#### ASSIGNED TASK:
Please return every line below that contains the string "first".

(Stored data)
■ ■ ■

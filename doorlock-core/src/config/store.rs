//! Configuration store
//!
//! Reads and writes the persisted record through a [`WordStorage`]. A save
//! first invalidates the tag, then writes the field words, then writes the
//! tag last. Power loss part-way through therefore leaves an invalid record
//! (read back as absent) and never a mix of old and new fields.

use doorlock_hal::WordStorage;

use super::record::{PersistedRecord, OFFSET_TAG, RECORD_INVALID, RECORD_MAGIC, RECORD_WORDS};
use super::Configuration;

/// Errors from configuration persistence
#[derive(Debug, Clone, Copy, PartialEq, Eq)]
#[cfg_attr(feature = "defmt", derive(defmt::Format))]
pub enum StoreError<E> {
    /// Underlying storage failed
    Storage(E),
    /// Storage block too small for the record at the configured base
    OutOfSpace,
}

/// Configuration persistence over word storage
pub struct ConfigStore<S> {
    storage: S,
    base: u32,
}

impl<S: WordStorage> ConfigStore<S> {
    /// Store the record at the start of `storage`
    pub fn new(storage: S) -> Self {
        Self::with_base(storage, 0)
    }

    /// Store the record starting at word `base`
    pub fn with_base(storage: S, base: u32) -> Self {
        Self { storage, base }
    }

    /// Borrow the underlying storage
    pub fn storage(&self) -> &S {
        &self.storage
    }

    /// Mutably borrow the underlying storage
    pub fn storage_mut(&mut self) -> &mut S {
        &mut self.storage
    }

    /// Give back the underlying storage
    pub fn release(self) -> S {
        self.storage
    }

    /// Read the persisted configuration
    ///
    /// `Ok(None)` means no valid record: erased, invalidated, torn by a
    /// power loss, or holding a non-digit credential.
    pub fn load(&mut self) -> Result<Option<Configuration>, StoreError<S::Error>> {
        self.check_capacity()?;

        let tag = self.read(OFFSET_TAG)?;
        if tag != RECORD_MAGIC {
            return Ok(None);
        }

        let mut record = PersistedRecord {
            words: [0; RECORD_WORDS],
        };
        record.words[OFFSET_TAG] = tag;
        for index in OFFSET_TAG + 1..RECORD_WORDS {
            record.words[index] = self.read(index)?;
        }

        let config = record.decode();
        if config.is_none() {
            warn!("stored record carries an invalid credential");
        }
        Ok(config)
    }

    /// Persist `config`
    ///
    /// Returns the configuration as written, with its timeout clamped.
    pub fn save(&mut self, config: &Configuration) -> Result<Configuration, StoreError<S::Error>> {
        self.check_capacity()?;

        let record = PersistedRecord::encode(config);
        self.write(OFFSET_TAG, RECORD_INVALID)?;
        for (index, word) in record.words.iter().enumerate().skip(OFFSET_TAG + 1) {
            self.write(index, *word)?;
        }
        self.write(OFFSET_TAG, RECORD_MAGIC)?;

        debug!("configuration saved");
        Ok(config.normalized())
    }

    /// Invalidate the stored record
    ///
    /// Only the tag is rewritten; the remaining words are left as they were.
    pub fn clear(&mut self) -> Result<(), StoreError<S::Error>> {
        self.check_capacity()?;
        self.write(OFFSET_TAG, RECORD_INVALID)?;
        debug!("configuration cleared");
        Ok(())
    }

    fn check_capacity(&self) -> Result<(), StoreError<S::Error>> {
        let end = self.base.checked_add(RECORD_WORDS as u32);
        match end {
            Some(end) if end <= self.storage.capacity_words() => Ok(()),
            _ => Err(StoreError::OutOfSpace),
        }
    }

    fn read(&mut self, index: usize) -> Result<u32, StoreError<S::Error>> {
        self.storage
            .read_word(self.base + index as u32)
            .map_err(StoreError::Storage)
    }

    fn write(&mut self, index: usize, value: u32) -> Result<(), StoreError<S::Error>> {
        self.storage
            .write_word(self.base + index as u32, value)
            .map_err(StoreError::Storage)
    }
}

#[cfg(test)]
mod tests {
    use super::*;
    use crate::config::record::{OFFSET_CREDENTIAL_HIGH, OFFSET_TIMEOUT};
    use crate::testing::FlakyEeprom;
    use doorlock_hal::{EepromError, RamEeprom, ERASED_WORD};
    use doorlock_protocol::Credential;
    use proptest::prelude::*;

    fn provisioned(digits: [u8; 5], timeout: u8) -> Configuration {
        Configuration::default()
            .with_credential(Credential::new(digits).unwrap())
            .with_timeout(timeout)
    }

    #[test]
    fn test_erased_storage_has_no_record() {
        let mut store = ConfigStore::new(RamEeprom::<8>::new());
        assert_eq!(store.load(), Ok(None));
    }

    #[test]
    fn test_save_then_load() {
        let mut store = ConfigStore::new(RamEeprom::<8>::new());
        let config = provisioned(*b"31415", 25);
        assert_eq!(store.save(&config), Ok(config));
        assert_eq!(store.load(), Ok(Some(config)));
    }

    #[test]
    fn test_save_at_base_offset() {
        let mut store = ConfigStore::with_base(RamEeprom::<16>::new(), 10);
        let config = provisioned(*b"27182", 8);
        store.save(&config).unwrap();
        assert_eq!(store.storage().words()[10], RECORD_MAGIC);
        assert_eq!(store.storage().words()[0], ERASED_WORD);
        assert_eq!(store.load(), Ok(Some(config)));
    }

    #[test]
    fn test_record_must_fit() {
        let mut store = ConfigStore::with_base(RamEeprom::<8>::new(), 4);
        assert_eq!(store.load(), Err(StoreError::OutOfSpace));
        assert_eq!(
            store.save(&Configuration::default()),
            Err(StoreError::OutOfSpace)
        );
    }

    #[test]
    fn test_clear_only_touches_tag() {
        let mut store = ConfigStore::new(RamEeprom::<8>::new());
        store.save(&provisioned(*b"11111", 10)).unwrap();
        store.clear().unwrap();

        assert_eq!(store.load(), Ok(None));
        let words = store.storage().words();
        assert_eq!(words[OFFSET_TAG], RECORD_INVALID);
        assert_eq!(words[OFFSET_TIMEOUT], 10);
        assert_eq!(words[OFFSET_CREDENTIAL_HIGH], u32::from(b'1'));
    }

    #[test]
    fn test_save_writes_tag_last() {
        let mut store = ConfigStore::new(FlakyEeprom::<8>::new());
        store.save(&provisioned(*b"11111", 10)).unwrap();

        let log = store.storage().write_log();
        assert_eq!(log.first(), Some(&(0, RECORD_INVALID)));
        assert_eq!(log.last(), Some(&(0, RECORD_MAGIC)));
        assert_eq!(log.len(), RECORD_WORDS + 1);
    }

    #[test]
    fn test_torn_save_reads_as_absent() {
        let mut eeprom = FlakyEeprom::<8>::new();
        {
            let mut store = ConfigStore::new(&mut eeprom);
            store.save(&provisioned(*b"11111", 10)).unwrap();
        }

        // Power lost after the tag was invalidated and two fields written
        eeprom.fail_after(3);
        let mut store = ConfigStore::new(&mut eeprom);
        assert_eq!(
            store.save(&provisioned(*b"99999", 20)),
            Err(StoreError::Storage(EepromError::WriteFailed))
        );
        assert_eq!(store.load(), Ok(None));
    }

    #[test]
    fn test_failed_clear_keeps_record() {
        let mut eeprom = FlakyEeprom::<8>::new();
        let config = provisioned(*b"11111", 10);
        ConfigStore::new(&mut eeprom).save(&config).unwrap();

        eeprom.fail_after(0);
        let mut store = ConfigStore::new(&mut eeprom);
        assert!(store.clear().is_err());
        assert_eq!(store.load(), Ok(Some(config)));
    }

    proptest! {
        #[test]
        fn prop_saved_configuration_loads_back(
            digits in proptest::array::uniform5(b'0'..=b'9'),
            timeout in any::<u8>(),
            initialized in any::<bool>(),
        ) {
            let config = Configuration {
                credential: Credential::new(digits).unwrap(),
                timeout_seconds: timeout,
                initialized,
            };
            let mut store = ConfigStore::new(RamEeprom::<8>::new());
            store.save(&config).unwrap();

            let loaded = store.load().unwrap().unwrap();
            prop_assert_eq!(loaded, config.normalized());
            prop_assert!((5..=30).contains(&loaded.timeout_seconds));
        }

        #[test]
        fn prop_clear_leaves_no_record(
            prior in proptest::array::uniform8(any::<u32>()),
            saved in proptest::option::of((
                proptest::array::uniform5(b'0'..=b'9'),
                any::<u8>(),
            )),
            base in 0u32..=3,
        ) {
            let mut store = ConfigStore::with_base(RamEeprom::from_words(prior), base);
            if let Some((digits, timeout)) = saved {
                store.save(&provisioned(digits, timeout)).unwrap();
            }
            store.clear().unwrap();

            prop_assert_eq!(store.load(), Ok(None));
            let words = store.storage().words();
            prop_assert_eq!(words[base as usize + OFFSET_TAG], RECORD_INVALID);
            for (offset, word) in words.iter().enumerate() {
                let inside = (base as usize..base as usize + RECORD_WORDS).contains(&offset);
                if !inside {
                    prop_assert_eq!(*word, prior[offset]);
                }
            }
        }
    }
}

■ ■ ■

#### ANSWER TO THE EXERCISE:
//! first invalidates the tag, then writes the field words, then writes the
        assert_eq!(log.first(), Some(&(0, RECORD_INVALID)));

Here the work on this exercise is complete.